I've been using Gumloop for over a year now and it's used by enterprise companies like Shopify, Instacart, and Webflow. But it's also user-friendly enough for someone like me who runs a media company solo. So it really covers the full spectrum, which is rare in this space.
How Gumloop works
Gumloop has two main ways to build. You can create AI agents by giving them instructions, choosing your LLM model, connecting integrations and MCP servers, and assigning skills. From there you just chat with your agent and it handles the task.

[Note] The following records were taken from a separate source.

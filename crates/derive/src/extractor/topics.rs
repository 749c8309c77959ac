//! Event signature hashes the extractor matches against `log.topics[0]`.

use alloy_primitives::{keccak256, B256};

/// `CreateEthscription(address,string)` — ESIP-3.
pub fn create_ethscription_topic() -> B256 {
    keccak256("CreateEthscription(address,string)")
}

/// `ethscriptions_protocol_TransferEthscription(address,address,bytes32)` —
/// ESIP-1.
pub fn esip1_transfer_topic() -> B256 {
    keccak256("ethscriptions_protocol_TransferEthscription(address,address,bytes32)")
}

/// `ethscriptions_protocol_TransferEthscriptionForPreviousOwner(address,address,address,bytes32)`
/// — ESIP-2.
pub fn esip2_transfer_topic() -> B256 {
    keccak256(
        "ethscriptions_protocol_TransferEthscriptionForPreviousOwner(address,address,address,bytes32)",
    )
}
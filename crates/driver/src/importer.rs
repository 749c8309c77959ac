//! The Importer Loop (spec §4.I): the top-level state machine that advances
//! the derivation cache one batch of L1 blocks at a time, tying together the
//! L1 RPC Client, the Prefetcher, the Ethscription Extractor, the Filler
//! Scheduler, and the L2 Block Proposer.
//!
//! Grounded on the teacher's `Driver::advance_to_target`
//! (`crates/driver/src/core.rs`): a loop that pulls the next L1 origin,
//! hands it to the derivation/execution backend, and advances a cursor --
//! reusing that overall shape while replacing kona's span-batch channel
//! reads with this protocol's per-block extraction step (spec §4.E's
//! grounding note).

use std::sync::Arc;

use ethscript_derive::{extract, EsipConfig};
use ethscript_primitives::L2Block;
use tracing::info;

use crate::cache::DerivationCache;
use crate::config::{l1_attributes_for, DriverConfig, BLOCK_INTERVAL_SECS, CACHE_RETENTION_DEPTH};
use crate::engine_api::EngineApi;
use crate::errors::ImporterError;
use crate::heads::ChainHeads;
use crate::l1_provider::L1Provider;
use crate::prefetcher::Prefetcher;
use crate::proposer::{propose_block, ProposerContext};

/// What one successful [`Importer::step`] accomplished.
#[derive(Debug)]
pub enum StepOutcome {
    /// The cursor has already caught up with the L1 tip; nothing to do
    /// (spec §4.I: "If the L1 tip has not advanced past the cursor, yield").
    UpToDate,
    /// New L2 blocks were proposed and appended to the cache.
    Advanced {
        /// The highest L1 block number now imported.
        l1_number: u64,
        /// Every L2 block appended this step, fillers and real blocks, in
        /// append order across every L1 block processed.
        l2_blocks: Vec<L2Block>,
        /// The recomputed chain heads.
        heads: ChainHeads,
    },
}

/// Owns the derivation cache, the prefetcher, and the L1/engine clients, and
/// advances the Importer Loop one batch at a time.
///
/// Built from the [`crate::anchor::anchor`] output on startup, or resumed
/// with a cache already seeded by a prior [`Importer`] (spec §4.J).
pub struct Importer<P, E> {
    config: DriverConfig,
    esips: EsipConfig,
    provider: Arc<P>,
    engine: E,
    cache: DerivationCache,
    prefetcher: Prefetcher,
    heads: Option<ChainHeads>,
}

impl<P, E> Importer<P, E>
where
    P: L1Provider + 'static,
    E: EngineApi,
{
    /// Builds an importer over an already-seeded cache (typically the
    /// output of the Startup Anchor).
    pub fn new(
        config: DriverConfig,
        esips: EsipConfig,
        provider: Arc<P>,
        engine: E,
        cache: DerivationCache,
    ) -> Self {
        let heads = ChainHeads::recompute(&cache, config.safe_offset, config.finalized_offset);
        Self { config, esips, provider, engine, cache, prefetcher: Prefetcher::new(), heads }
    }

    /// The chain heads as of the last successful step, if any L2 blocks have
    /// been imported yet.
    pub fn heads(&self) -> Option<ChainHeads> {
        self.heads
    }

    /// Read access to the derivation cache, e.g. for diagnostics or to seed
    /// a fresh [`Importer`] after a reorg forces re-anchoring.
    pub fn cache(&self) -> &DerivationCache {
        &self.cache
    }

    /// Replaces this importer's cache and prefetcher with the output of a
    /// fresh Startup Anchor run, keeping the same provider and engine
    /// (spec §4.I step 3: on [`ImporterError::Reorg`], recovery re-anchors
    /// and resumes with the same long-lived clients). The prefetcher is
    /// reset since any in-flight fetches it held were for numbers the
    /// reorg invalidated.
    pub fn replace_cache(&mut self, cache: DerivationCache) {
        self.heads = ChainHeads::recompute(&cache, self.config.safe_offset, self.config.finalized_offset);
        self.cache = cache;
        self.prefetcher = Prefetcher::new();
    }

    /// Advances the Importer Loop by at most `config.batch_size` L1 blocks
    /// (spec §4.I steps 1-5):
    ///
    /// 1. Computes `cursor` (one past the highest imported L1 block) and the
    ///    batch `target`, yielding [`StepOutcome::UpToDate`] if the L1 tip
    ///    has not reached `cursor`.
    /// 2. Prefetches `[cursor..=target]` plus a look-ahead window.
    /// 3. For each L1 block in order: checks its parent hash against the
    ///    cached predecessor (reorg detection), extracts ethscription
    ///    operations, builds its `L1Attributes`, and proposes the resulting
    ///    L2 block(s) (fillers then the real block).
    /// 4. Appends every proposed L2 block to the cache and prunes it.
    /// 5. Recomputes `head`/`safe`/`finalized`.
    ///
    /// On [`ImporterError::Reorg`], the prefetcher's in-flight fetches for
    /// the affected numbers are cancelled and the cache is left untouched;
    /// recovery is the caller's responsibility (re-run the Startup Anchor
    /// and build a fresh [`Importer`], per spec §4.I step 3).
    pub async fn step(&mut self) -> Result<StepOutcome, ImporterError> {
        let cursor = self.cache.highest_l1_number().map_or(self.config.l1_genesis_block, |n| n + 1);

        let l1_tip = self
            .provider
            .get_block_number()
            .await
            .map_err(|source| ImporterError::Transient { number: cursor, source: Box::new(source) })?;

        if l1_tip < cursor {
            return Ok(StepOutcome::UpToDate);
        }
        let target = (cursor + self.config.batch_size - 1).min(l1_tip);

        // Keep roughly 2x the batch size in flight so the step after this
        // one finds its claims already prefetched (spec §5 "Prefetcher
        // queue is bounded (~2x batch)").
        let lookahead_end = (target + self.config.batch_size).min(l1_tip).max(target);
        self.prefetcher.ensure_scheduled(Arc::clone(&self.provider), cursor..=lookahead_end);

        let mut appended = Vec::new();
        let mut last_l1_number = cursor;

        for number in cursor..=target {
            let (block, receipts) = self.prefetcher.claim(&self.provider, number).await?;

            if number > 0 {
                if let Some(parent) = self.cache.l1_block(number - 1) {
                    if parent.hash != block.parent_hash {
                        self.prefetcher.cancel_from(number);
                        return Err(ImporterError::Reorg {
                            number,
                            expected: parent.hash,
                            observed: block.parent_hash,
                        });
                    }
                }
            }

            let ops = extract(&block, &receipts, &self.esips);
            let new_attrs = l1_attributes_for(&self.config, &block, 0);

            let head = self
                .cache
                .l2_head()
                .cloned()
                .ok_or_else(|| ImporterError::ConfigurationFatal("no L2 head to build on; run the startup anchor first".into()))?;
            let heads = self
                .heads
                .ok_or_else(|| ImporterError::ConfigurationFatal("no chain heads computed; run the startup anchor first".into()))?;
            let forkchoice = heads.to_forkchoice_state(&self.cache);

            let ctx = ProposerContext {
                head: &head,
                forkchoice,
                attributes_depositor: self.config.attributes_depositor,
                attributes_recipient: self.config.attributes_recipient,
            };

            let proposed = propose_block(
                &self.engine,
                ctx,
                &new_attrs,
                block.mix_hash,
                block.parent_beacon_block_root,
                &ops,
                BLOCK_INTERVAL_SECS,
                self.config.max_filler_blocks,
            )
            .await?;

            self.cache.insert_l1_block(block);
            for l2_block in &proposed {
                self.cache.insert_l2_block(l2_block.clone());
            }
            self.cache.prune(CACHE_RETENTION_DEPTH);
            self.heads = ChainHeads::recompute(&self.cache, self.config.safe_offset, self.config.finalized_offset);

            appended.extend(proposed);
            last_l1_number = number;
        }

        let heads = self.heads.expect("heads recomputed after appending at least one L2 block");
        info!(
            target: "driver",
            l1_number = last_l1_number,
            l2_blocks = appended.len(),
            "imported L1 block(s)"
        );

        Ok(StepOutcome::Advanced { l1_number: last_l1_number, l2_blocks: appended, heads })
    }
}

Or you can build AI workflows on a visual canvas by dragging nodes and connecting them together to create logic. You can set triggers, integrate Slack so your team can fire off agent or workflow tasks without ever logging into Gumloop, and even create public interfaces so your team members can use the apps you build.
There's also Gummie, the in-product AI assistant, that can build entire workflows for you. You just tell it what you want to automate and it puts the whole thing together.
Why choose Gumloop over Dify
Here are some reasons why I'd pick Gumloop over Dify:
- The user experience is way more friendly for knowledge workers in marketing, sales, ops, HR, and customer support. Dify leans more toward developers.
- The Gummie agent can build workflows for you in seconds. I don't have to manually configure every node.
- You get enterprise-grade features like access control, audit logging, virtual private cloud deployments, AI proxy support, and AI model restrictions.
- Gumloop gives you free access to premium LLM models out of the box. No need to bring your own API keys if you don't want to.
- You can connect agents to Slack so your whole team can interact with them like a teammate.
Gumloop pros and cons
Here are some of the pros I've found with Gumloop:
- Create any automated workflow or AI agent using natural language
- Can integrate with most tools and any MCP server (and gives you free access to premium LLM models)
- You can connect AI agents to Slack so you and your team can easily interact with them
- Used by some big enterprise teams like Shopify, Instacart, and Webflow
- Enterprise secure with SOC2 Type 2, GDPR compliance, role-based access control, and more
Here are some of the cons I've found with Gumloop:
- You get the most out of it when you have a clear use case you want to automate
- The built-in integration library is still growing, but you can integrate any MCP server to fill the gaps
- It can be a bit confusing to know when to build an agent vs an AI workflow, which is why you need to deeply understand your use case first
And just to be clear, I know it may sound biased that I'm recommending this tool given that it is on the Gumloop blog. But I am not an employee at Gumloop. I am simply a customer and asked if I could write this up so I can share my own experience.
Gumloop pricing

Here are Gumloop's pricing plans:
- Free: $0/month with 5k credits per month, 1 seat, 1 active trigger, 2 concurrent runs, workflow builder agent, forum support, unlimited nodes, and unlimited flows
- Pro: Starting at $37/month with 20k+ credits per month (scales based on usage, for example 105k credits is $194/month), unlimited seats, 5 concurrent runs, unlimited teams, unified billing, dedicated Slack support (at 250k+ credits/mo), and team usage and analytics
- Enterprise: Custom pricing with role-based access control, SCIM/SAML support, admin dashboard, audit logs, custom data retention rules, regular security reports, data exports, incognito mode, AI model access control, virtual private cloud, and workflow queuing
You can learn more about how they structure their pricing here.
Gumloop ratings and reviews
Here's what customers rate the platform on third-party review sites:
- G2: 4.8/5 star rating (from +6 user review)
- Product Hunt: 5/5 star rating (from +9 user reviews)
2. n8n

- Best for: Technical teams who want to self-host their AI workflows
- Pricing: Free community edition (self-hosted), cloud plans start at $24/month
- What I like: Huge community template marketplace and the ability to self-host for extra security
n8n is a low-code workflow automation platform. I'd describe it as an environment with an abstraction layer over code. It's great for people who are already technical and are looking for a way to self-host their workflows and agents. It can do a lot, which is both its strength and its weakness because it can feel a bit overwhelming at first.
Similar to Dify, n8n has a visual builder and supports LLM integrations. But where Dify focuses more on LLM app development with things like RAG pipelines and prompt management, n8n is more of a general-purpose automation tool that you can layer AI on top of.
How n8n works
You drag nodes onto a canvas, connect them with logic, and build out your automation. It's similar to Gumloop in that you can orchestrate AI agents within workflows. So you can have an agent, connect different tools to it, and run automations all from a visual drag-and-drop canvas.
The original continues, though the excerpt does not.